About this exercise — If a line appears in the data below, it must appear in your answer exactly as given.

Saved entries:

Segment Open

//! 置換表（トランスポジションテーブル）
//!
//! フィンガープリントで直接インデックスするサイズ固定のハッシュ表。
//! チェイニングは行わず、衝突は保存時の置換戦略で解決する。
//!
//! # 置換戦略
//!
//! 占有スロットへの保存は、以下のいずれかを満たすときに既存エントリを置き換える
//! （上から順に判定）:
//!
//! 1. 既存エントリが同じフィンガープリント
//! 2. 既存エントリが古い世代（`birthday < generation`、`clear_table`済みを含む）
//! 3. 新しいエントリのノード予算が既存以上
//!
//! いずれも満たさない場合は保存を破棄し、コールバックも呼ばない。
//!
//! # スレッド安全性
//!
//! 1つのテーブルは1スレッドのみが使用する。コールバックに同期は不要。

use std::mem;

use crate::board::Position;
use crate::score::Score;

/// 探索ノード予算
pub type NodeBudget = i64;

/// `clear_table`で設定される世代（常に現世代より古い）
const STALE_BIRTHDAY: u32 = 0;

/// 置換表エントリの境界タイプ
#[derive(Clone, Copy, Debug, PartialEq, Eq)]
pub enum Bound {
    /// 正確な評価値
    Exact,
    /// 下限（fail-high）
    Lower,
    /// 上限（fail-low）
    Upper,
}

/// 置換表エントリ
///
/// 保存されたフィンガープリントが照会キーと一致する場合のみ有効。
/// 部分的な更新は行わない。
#[derive(Clone, Copy, Debug, PartialEq, Eq)]
pub struct TTEntry<M> {
    /// フィンガープリント（完全一致確認用）
    pub fingerprint: u64,
    /// 最善手
    pub best_move: Option<M>,
    /// 保存時の世代
    pub birthday: u32,
    /// 評価値（手番視点）
    pub score: Score,
    /// この結果の計算に使ったノード予算
    pub node_budget: NodeBudget,
    /// 境界タイプ
    pub kind: Bound,
}

/// 保存コールバック
pub type StoreCallback<P> = Box<dyn FnMut(&P, &TTEntry<<P as Position>::Move>) + Send>;

/// 照会統計
#[derive(Clone, Copy, Debug, Default, PartialEq, Eq)]
pub struct TTStats {
    /// 照会回数
    pub probes: u64,
    /// ヒット回数
    pub hits: u64,
    /// 実際に書き込んだ回数
    pub stores: u64,
    /// 置換戦略で破棄された保存回数
    pub rejected: u64,
}

impl TTStats {
    /// ヒット率
    pub fn hit_rate(&self) -> f64 {
        if self.probes == 0 {
            0.0
        } else {
            self.hits as f64 / self.probes as f64
        }
    }
}

/// 置換表
pub struct TranspositionTable<P: Position> {
    /// エントリ配列
    entries: Vec<Option<TTEntry<P::Move>>>,
    /// 現在の世代
    generation: u32,
    /// 保存コールバック
    store_callback: Option<StoreCallback<P>>,
    /// 統計
    stats: TTStats,
}

impl<P: Position> std::fmt::Debug for TranspositionTable<P> {
    fn fmt(&self, f: &mut std::fmt::Formatter<'_>) -> std::fmt::Result {
        f.debug_struct("TranspositionTable")
            .field("capacity", &self.entries.len())
            .field("generation", &self.generation)
            .field("has_callback", &self.store_callback.is_some())
            .field("stats", &self.stats)
            .finish()
    }
}

impl<P: Position> TranspositionTable<P> {
    /// エントリ数を指定して作成（最低1）
    pub fn new(capacity: usize) -> Self {
        Self {
            entries: vec![None; capacity.max(1)],
            generation: STALE_BIRTHDAY + 1,
            store_callback: None,
            stats: TTStats::default(),
        }
    }

    /// バイト数を指定して作成
    pub fn with_size_bytes(bytes: usize) -> Self {
        Self::new(bytes / Self::entry_size())
    }

    /// 1エントリのバイト数
    pub fn entry_size() -> usize {
        mem::size_of::<Option<TTEntry<P::Move>>>()
    }

    /// サイズ変更（既存の内容は破棄）
    pub fn resize(&mut self, capacity: usize) {
        self.entries = vec![None; capacity.max(1)];
    }

    /// エントリ数
    #[inline]
    pub fn capacity(&self) -> usize {
        self.entries.len()
    }

    /// 現在の世代
    #[inline]
    pub fn generation(&self) -> u32 {
        self.generation
    }

    #[inline]
    fn index(&self, fingerprint: u64) -> usize {
        (fingerprint % self.entries.len() as u64) as usize
    }

    /// 局面を検索
    ///
    /// 保存済みフィンガープリントが完全一致した場合のみヒット。
    pub fn probe(&mut self, fingerprint: u64) -> Option<&TTEntry<P::Move>> {
        self.stats.probes += 1;
        let idx = self.index(fingerprint);
        match &self.entries[idx] {
            Some(entry) if entry.fingerprint == fingerprint => {
                self.stats.hits += 1;
                Some(entry)
            }
            _ => None,
        }
    }

    /// 統計を更新しない検索
    pub fn peek(&self, fingerprint: u64) -> Option<&TTEntry<P::Move>> {
        match &self.entries[self.index(fingerprint)] {
            Some(entry) if entry.fingerprint == fingerprint => Some(entry),
            _ => None,
        }
    }

    /// 照会予定のスロットをキャッシュに先読みする（正しさには影響しない）
    #[inline]
    pub fn prefetch(&self, fingerprint: u64) {
        let ptr = &self.entries[self.index(fingerprint)] as *const Option<TTEntry<P::Move>>;

        #[cfg(target_arch = "x86_64")]
        {
            use std::arch::x86_64::{_MM_HINT_T0, _mm_prefetch};
            // SAFETY: ptrはentries内の有効な要素を指す。prefetchはヒントのみ。
            unsafe {
                _mm_prefetch(ptr as *const i8, _MM_HINT_T0);
            }
        }

        #[cfg(not(target_arch = "x86_64"))]
        {
            std::hint::black_box(ptr);
        }
    }

    /// 局面を保存
    ///
    /// 書き込みが行われた場合、登録済みのコールバックを同期的に呼び出す。
    pub fn store(
        &mut self,
        board: &P,
        best_move: Option<P::Move>,
        score: Score,
        node_budget: NodeBudget,
        kind: Bound,
    ) {
        let fingerprint = board.fingerprint();
        let idx = self.index(fingerprint);

        let replace = match &self.entries[idx] {
            None => true,
            Some(existing) => {
                existing.fingerprint == fingerprint
                    || existing.birthday < self.generation
                    || node_budget >= existing.node_budget
            }
        };

        if !replace {
            self.stats.rejected += 1;
            return;
        }

        let entry = TTEntry {
            fingerprint,
            best_move,
            birthday: self.generation,
            score,
            node_budget,
            kind,
        };
        self.entries[idx] = Some(entry);
        self.stats.stores += 1;

        if let Some(callback) = self.store_callback.as_mut() {
            callback(board, &entry);
        }
    }

    /// 世代を進める
    pub fn age_table(&mut self) {
        self.generation = self.generation.wrapping_add(1).max(STALE_BIRTHDAY + 1);
    }

    /// 全エントリを古い世代にする（次の保存で必ず置換される）
    ///
    /// メモリは解放せず、照会は引き続きヒットする。
    pub fn clear_table(&mut self) {
        for entry in self.entries.iter_mut().flatten() {
            entry.birthday = STALE_BIRTHDAY;
        }
    }

    /// 全エントリを無効化する（以後の照会はすべてミス）
    pub fn invalidate_all_entries(&mut self) {
        for slot in self.entries.iter_mut() {
            *slot = None;
        }
    }

    /// 保存コールバックを登録する（既存のものは置き換える）
    pub fn set_store_callback(&mut self, callback: StoreCallback<P>) {
        self.store_callback = Some(callback);
    }

    /// 保存コールバックを解除する
    pub fn clear_store_callback(&mut self) {
        self.store_callback = None;
    }

    /// 占有スロットの割合
    pub fn occupancy(&self) -> f64 {
        let used = self.entries.iter().filter(|e| e.is_some()).count();
        used as f64 / self.entries.len() as f64
    }

    /// 統計
    pub fn stats(&self) -> TTStats {
        self.stats
    }

    /// 統計をリセット
    pub fn reset_stats(&mut self) {
        self.stats = TTStats::default();
    }
}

Segment Closed

Task output —
//! 置換表（トランスポジションテーブル）
//!
//! フィンガープリントで直接インデックスするサイズ固定のハッシュ表。
//! チェイニングは行わず、衝突は保存時の置換戦略で解決する。
//!
//! # 置換戦略
//!
//! 占有スロットへの保存は、以下のいずれかを満たすときに既存エントリを置き換える
//! （上から順に判定）:
//!
//! 1. 既存エントリが同じフィンガープリント
//! 2. 既存エントリが古い世代（`birthday < generation`、`clear_table`済みを含む）
//! 3. 新しいエントリのノード予算が既存以上
//!
//! いずれも満たさない場合は保存を破棄し、コールバックも呼ばない。
//!
//! # スレッド安全性
//!
//! 1つのテーブルは1スレッドのみが使用する。コールバックに同期は不要。

use std::mem;

use crate::board::Position;
use crate::score::Score;

/// 探索ノード予算
pub type NodeBudget = i64;

/// `clear_table`で設定される世代（常に現世代より古い）
const STALE_BIRTHDAY: u32 = 0;

/// 置換表エントリの境界タイプ
#[derive(Clone, Copy, Debug, PartialEq, Eq)]
pub enum Bound {
    /// 正確な評価値
    Exact,
    /// 下限（fail-high）
    Lower,
    /// 上限（fail-low）
    Upper,
}

/// 置換表エントリ
///
/// 保存されたフィンガープリントが照会キーと一致する場合のみ有効。
/// 部分的な更新は行わない。
#[derive(Clone, Copy, Debug, PartialEq, Eq)]
pub struct TTEntry<M> {
    /// フィンガープリント（完全一致確認用）
    pub fingerprint: u64,
    /// 最善手
    pub best_move: Option<M>,
    /// 保存時の世代
    pub birthday: u32,
    /// 評価値（手番視点）
    pub score: Score,
    /// この結果の計算に使ったノード予算
    pub node_budget: NodeBudget,
    /// 境界タイプ
    pub kind: Bound,
}

/// 保存コールバック
pub type StoreCallback<P> = Box<dyn FnMut(&P, &TTEntry<<P as Position>::Move>) + Send>;

/// 照会統計
#[derive(Clone, Copy, Debug, Default, PartialEq, Eq)]
pub struct TTStats {
    /// 照会回数
    pub probes: u64,
    /// ヒット回数
    pub hits: u64,
    /// 実際に書き込んだ回数
    pub stores: u64,
    /// 置換戦略で破棄された保存回数
    pub rejected: u64,
}

impl TTStats {
    /// ヒット率
    pub fn hit_rate(&self) -> f64 {
        if self.probes == 0 {
            0.0
        } else {
            self.hits as f64 / self.probes as f64
        }
    }
}

/// 置換表
pub struct TranspositionTable<P: Position> {
    /// エントリ配列
    entries: Vec<Option<TTEntry<P::Move>>>,
    /// 現在の世代
    generation: u32,
    /// 保存コールバック
    store_callback: Option<StoreCallback<P>>,
    /// 統計
    stats: TTStats,
}

impl<P: Position> std::fmt::Debug for TranspositionTable<P> {
    fn fmt(&self, f: &mut std::fmt::Formatter<'_>) -> std::fmt::Result {
        f.debug_struct("TranspositionTable")
            .field("capacity", &self.entries.len())
            .field("generation", &self.generation)
            .field("has_callback", &self.store_callback.is_some())
            .field("stats", &self.stats)
            .finish()
    }
}

impl<P: Position> TranspositionTable<P> {
    /// エントリ数を指定して作成（最低1）
    pub fn new(capacity: usize) -> Self {
        Self {
            entries: vec![None; capacity.max(1)],
            generation: STALE_BIRTHDAY + 1,
            store_callback: None,
            stats: TTStats::default(),
        }
    }

    /// バイト数を指定して作成
    pub fn with_size_bytes(bytes: usize) -> Self {
        Self::new(bytes / Self::entry_size())
    }

    /// 1エントリのバイト数
    pub fn entry_size() -> usize {
        mem::size_of::<Option<TTEntry<P::Move>>>()
    }

    /// サイズ変更（既存の内容は破棄）
    pub fn resize(&mut self, capacity: usize) {
        self.entries = vec![None; capacity.max(1)];
    }

    /// エントリ数
    #[inline]
    pub fn capacity(&self) -> usize {
        self.entries.len()
    }

    /// 現在の世代
    #[inline]
    pub fn generation(&self) -> u32 {
        self.generation
    }

    #[inline]
    fn index(&self, fingerprint: u64) -> usize {
        (fingerprint % self.entries.len() as u64) as usize
    }

    /// 局面を検索
    ///
    /// 保存済みフィンガープリントが完全一致した場合のみヒット。
    pub fn probe(&mut self, fingerprint: u64) -> Option<&TTEntry<P::Move>> {
        self.stats.probes += 1;
        let idx = self.index(fingerprint);
        match &self.entries[idx] {
            Some(entry) if entry.fingerprint == fingerprint => {
                self.stats.hits += 1;
                Some(entry)
            }
            _ => None,
        }
    }

    /// 統計を更新しない検索
    pub fn peek(&self, fingerprint: u64) -> Option<&TTEntry<P::Move>> {
        match &self.entries[self.index(fingerprint)] {
            Some(entry) if entry.fingerprint == fingerprint => Some(entry),
            _ => None,
        }
    }

    /// 照会予定のスロットをキャッシュに先読みする（正しさには影響しない）
    #[inline]
    pub fn prefetch(&self, fingerprint: u64) {
        let ptr = &self.entries[self.index(fingerprint)] as *const Option<TTEntry<P::Move>>;

        #[cfg(target_arch = "x86_64")]
        {
            use std::arch::x86_64::{_MM_HINT_T0, _mm_prefetch};
            // SAFETY: ptrはentries内の有効な要素を指す。prefetchはヒントのみ。
            unsafe {
                _mm_prefetch(ptr as *const i8, _MM_HINT_T0);
            }
        }

        #[cfg(not(target_arch = "x86_64"))]
        {
            std::hint::black_box(ptr);
        }
    }

    /// 局面を保存
    ///
    /// 書き込みが行われた場合、登録済みのコールバックを同期的に呼び出す。
    pub fn store(
        &mut self,
        board: &P,
        best_move: Option<P::Move>,
        score: Score,
        node_budget: NodeBudget,
        kind: Bound,
    ) {
        let fingerprint = board.fingerprint();
        let idx = self.index(fingerprint);

        let replace = match &self.entries[idx] {
            None => true,
            Some(existing) => {
                existing.fingerprint == fingerprint
                    || existing.birthday < self.generation
                    || node_budget >= existing.node_budget
            }
        };

        if !replace {
            self.stats.rejected += 1;
            return;
        }

        let entry = TTEntry {
            fingerprint,
            best_move,
            birthday: self.generation,
            score,
            node_budget,
            kind,
        };
        self.entries[idx] = Some(entry);
        self.stats.stores += 1;

        if let Some(callback) = self.store_callback.as_mut() {
            callback(board, &entry);
        }
    }

    /// 世代を進める
    pub fn age_table(&mut self) {
        self.generation = self.generation.wrapping_add(1).max(STALE_BIRTHDAY + 1);
    }

    /// 全エントリを古い世代にする（次の保存で必ず置換される）
    ///
    /// メモリは解放せず、照会は引き続きヒットする。
    pub fn clear_table(&mut self) {
        for entry in self.entries.iter_mut().flatten() {
            entry.birthday = STALE_BIRTHDAY;
        }
    }

    /// 全エントリを無効化する（以後の照会はすべてミス）
    pub fn invalidate_all_entries(&mut self) {
        for slot in self.entries.iter_mut() {
            *slot = None;
        }
    }

    /// 保存コールバックを登録する（既存のものは置き換える）
    pub fn set_store_callback(&mut self, callback: StoreCallback<P>) {
        self.store_callback = Some(callback);
    }

    /// 保存コールバックを解除する
    pub fn clear_store_callback(&mut self) {
        self.store_callback = None;
    }

    /// 占有スロットの割合
    pub fn occupancy(&self) -> f64 {
        let used = self.entries.iter().filter(|e| e.is_some()).count();
        used as f64 / self.entries.len() as f64
    }

    /// 統計
    pub fn stats(&self) -> TTStats {
        self.stats
    }

    /// 統計をリセット
    pub fn reset_stats(&mut self) {
        self.stats = TTStats::default();
    }
}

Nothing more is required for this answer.